**Task details:** Please transcribe the data that follows exactly, from its first line through the line that contains "fn request_body(&self, prompt: &str, stream: bool)".

**Collected data:**
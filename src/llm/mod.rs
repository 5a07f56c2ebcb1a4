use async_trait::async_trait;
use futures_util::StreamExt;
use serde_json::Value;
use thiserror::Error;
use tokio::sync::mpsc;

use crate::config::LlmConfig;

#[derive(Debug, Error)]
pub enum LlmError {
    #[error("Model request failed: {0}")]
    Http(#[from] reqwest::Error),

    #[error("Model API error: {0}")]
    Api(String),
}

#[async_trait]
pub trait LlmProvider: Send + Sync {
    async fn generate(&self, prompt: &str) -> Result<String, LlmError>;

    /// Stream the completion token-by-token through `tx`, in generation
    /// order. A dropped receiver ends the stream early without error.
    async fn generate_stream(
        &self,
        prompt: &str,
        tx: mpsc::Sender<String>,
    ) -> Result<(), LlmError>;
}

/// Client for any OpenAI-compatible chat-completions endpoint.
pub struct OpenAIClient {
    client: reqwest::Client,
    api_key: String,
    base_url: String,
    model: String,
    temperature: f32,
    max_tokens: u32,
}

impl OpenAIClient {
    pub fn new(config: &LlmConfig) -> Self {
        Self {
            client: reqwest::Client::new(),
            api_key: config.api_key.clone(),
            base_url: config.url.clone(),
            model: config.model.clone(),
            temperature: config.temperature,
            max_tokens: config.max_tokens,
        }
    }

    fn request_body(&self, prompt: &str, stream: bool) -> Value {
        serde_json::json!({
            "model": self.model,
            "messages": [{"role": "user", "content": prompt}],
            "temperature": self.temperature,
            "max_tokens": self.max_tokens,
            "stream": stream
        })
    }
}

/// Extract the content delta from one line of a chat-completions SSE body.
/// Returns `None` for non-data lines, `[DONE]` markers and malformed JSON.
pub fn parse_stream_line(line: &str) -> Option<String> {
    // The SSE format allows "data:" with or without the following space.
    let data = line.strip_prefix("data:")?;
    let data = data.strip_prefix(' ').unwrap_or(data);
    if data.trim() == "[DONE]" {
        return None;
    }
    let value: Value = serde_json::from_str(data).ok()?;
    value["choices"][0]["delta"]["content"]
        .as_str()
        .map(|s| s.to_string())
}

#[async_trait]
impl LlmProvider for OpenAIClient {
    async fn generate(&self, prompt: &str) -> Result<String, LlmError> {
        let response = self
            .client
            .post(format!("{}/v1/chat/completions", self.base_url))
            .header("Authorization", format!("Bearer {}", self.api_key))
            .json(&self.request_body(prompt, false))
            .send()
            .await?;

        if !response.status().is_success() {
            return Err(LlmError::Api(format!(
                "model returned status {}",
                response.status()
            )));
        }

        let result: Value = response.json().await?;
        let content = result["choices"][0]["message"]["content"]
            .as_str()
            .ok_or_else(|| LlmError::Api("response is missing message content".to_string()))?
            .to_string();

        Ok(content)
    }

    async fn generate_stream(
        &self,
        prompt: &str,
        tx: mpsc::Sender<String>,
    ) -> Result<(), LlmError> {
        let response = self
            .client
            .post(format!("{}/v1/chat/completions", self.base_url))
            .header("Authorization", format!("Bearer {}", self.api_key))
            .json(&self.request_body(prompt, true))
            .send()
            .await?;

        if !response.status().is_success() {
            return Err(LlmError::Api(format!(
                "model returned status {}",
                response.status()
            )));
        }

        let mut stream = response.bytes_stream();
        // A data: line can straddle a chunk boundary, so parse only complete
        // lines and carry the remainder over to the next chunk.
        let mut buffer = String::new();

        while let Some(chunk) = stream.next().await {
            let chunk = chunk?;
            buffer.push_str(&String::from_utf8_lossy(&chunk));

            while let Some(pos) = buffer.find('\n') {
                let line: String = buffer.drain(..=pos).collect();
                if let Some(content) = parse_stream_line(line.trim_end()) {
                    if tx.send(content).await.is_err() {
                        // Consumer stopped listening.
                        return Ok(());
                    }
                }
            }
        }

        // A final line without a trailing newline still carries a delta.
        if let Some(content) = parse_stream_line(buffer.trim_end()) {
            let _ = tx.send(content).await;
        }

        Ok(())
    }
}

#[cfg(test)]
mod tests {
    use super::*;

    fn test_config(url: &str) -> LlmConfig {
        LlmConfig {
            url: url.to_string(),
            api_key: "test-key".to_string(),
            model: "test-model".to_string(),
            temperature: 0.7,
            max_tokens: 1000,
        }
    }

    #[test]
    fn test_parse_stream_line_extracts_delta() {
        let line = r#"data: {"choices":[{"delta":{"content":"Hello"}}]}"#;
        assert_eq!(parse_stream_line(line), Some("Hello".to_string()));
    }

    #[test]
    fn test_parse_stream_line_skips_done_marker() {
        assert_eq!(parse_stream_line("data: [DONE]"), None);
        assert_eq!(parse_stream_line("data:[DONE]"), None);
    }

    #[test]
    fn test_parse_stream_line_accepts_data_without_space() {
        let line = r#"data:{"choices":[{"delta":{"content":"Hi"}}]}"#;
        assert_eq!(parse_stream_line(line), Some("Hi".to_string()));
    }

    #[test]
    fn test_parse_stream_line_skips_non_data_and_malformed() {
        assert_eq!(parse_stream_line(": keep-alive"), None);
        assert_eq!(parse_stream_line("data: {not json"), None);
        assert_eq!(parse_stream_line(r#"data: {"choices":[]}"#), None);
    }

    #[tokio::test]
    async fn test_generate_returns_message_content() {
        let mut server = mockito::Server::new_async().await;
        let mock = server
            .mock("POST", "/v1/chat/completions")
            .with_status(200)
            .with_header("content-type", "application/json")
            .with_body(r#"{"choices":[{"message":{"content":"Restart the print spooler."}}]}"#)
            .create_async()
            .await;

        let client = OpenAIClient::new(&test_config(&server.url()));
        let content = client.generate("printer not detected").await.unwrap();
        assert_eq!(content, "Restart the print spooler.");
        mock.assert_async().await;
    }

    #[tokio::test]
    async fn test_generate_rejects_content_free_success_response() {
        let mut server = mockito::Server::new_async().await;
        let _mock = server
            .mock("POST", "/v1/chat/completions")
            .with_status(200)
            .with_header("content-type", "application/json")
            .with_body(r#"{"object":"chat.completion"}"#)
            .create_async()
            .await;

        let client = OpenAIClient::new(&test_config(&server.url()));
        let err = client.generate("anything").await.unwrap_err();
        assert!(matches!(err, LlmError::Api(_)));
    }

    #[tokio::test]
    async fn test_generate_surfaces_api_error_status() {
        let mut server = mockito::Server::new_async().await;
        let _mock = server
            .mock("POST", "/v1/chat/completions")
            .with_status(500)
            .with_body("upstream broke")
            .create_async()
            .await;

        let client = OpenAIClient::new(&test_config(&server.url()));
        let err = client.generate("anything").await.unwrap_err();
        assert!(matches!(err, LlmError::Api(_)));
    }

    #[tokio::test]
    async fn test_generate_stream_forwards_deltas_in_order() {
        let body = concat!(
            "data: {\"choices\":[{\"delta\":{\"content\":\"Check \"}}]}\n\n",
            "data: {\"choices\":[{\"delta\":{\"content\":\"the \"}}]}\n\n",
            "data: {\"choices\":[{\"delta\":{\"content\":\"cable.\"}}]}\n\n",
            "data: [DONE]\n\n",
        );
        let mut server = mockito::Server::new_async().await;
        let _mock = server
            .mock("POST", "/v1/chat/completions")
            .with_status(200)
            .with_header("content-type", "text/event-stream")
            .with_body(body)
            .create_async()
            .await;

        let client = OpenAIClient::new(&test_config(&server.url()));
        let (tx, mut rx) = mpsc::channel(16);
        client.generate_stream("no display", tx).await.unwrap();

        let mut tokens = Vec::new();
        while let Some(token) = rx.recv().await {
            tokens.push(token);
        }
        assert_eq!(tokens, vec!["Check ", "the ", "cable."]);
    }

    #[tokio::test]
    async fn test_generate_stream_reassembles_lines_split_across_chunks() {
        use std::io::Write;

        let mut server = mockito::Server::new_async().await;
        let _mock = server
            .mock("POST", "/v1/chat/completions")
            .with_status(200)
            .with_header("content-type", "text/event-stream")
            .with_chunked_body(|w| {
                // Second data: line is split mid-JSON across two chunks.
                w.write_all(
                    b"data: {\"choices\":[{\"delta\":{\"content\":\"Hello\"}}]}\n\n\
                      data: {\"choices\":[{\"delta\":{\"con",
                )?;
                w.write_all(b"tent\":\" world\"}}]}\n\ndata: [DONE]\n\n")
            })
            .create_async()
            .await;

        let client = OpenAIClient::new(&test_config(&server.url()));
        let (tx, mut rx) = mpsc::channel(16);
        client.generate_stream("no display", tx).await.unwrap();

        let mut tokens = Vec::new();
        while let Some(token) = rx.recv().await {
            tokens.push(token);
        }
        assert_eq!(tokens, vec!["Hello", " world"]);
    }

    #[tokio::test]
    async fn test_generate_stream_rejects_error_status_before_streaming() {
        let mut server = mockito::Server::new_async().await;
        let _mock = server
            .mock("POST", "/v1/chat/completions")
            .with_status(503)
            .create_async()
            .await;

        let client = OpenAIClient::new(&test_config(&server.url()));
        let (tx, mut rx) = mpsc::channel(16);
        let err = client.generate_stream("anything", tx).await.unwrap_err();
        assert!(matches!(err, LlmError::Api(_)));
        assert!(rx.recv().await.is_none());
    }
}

**Completed task:**
filename src/llm/mod.rs
repository 5a07f56c2ebcb1a4
use async_trait::async_trait;
use futures_util::StreamExt;
use serde_json::Value;
use thiserror::Error;
use tokio::sync::mpsc;

use crate::config::LlmConfig;

#[derive(Debug, Error)]
pub enum LlmError {
    #[error("Model request failed: {0}")]
    Http(#[from] reqwest::Error),

    #[error("Model API error: {0}")]
    Api(String),
}

#[async_trait]
pub trait LlmProvider: Send + Sync {
    async fn generate(&self, prompt: &str) -> Result<String, LlmError>;

    /// Stream the completion token-by-token through `tx`, in generation
    /// order. A dropped receiver ends the stream early without error.
    async fn generate_stream(
        &self,
        prompt: &str,
        tx: mpsc::Sender<String>,
    ) -> Result<(), LlmError>;
}

/// Client for any OpenAI-compatible chat-completions endpoint.
pub struct OpenAIClient {
    client: reqwest::Client,
    api_key: String,
    base_url: String,
    model: String,
    temperature: f32,
    max_tokens: u32,
}

impl OpenAIClient {
    pub fn new(config: &LlmConfig) -> Self {
        Self {
            client: reqwest::Client::new(),
            api_key: config.api_key.clone(),
            base_url: config.url.clone(),
            model: config.model.clone(),
            temperature: config.temperature,
            max_tokens: config.max_tokens,
        }
    }

    fn request_body(&self, prompt: &str, stream: bool) -> Value {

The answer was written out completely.